Read The SF Hall of Fame Volume Two B Online
Authors: Ben Bova (Ed)
"That's your problem, not mine," said the sector
commander coldly. "All I know is that rumors have got to the Protector
that an organized underground is being built up and that Carr is behind it. The
Protector wants action now. If he doesn't get it, heads are going to
roll!"
"I'll do what I can, sir," promised Krogson.

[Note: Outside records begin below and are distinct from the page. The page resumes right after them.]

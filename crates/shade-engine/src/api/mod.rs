//! Public API for the shade-engine crate.
//!
//! This module provides the high-level API: the [`ShadeMatcher`] builder,
//! its [`MatchOptions`], and the [`EngineError`] error type.

mod builder;
mod error;

pub use builder::{MatchOptions, ShadeMatcher};
pub use error::EngineError;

"I'm sure you will," said the sector commander
viciously, "because I'm giving you exactly ten days to produce something
that is big enough to take the heat off me. If you don't, I'll break you,
Krogson. If I'm sent to the mines, you'll be sweating right alongside me.
That's a promise!"
Krogson's face blanched.
"Any questions?" snapped the sector commander.
"Yes," said Krogson.
"Well, don't bother me with them. I've got troubles of
my own!" The screen went dark.
Krogson slumped into his chair and sat staring dully at the
blank screen. Finally he roused himself with an effort and let out a bellow
that rattled the windows of his dusty office.
"Schninkle! Get in here!"
A gnomelike little figure scuttled in through the door and
bobbed obsequiously before him.
"Yes, commander?"
"Switch on your think tank," said Krogson.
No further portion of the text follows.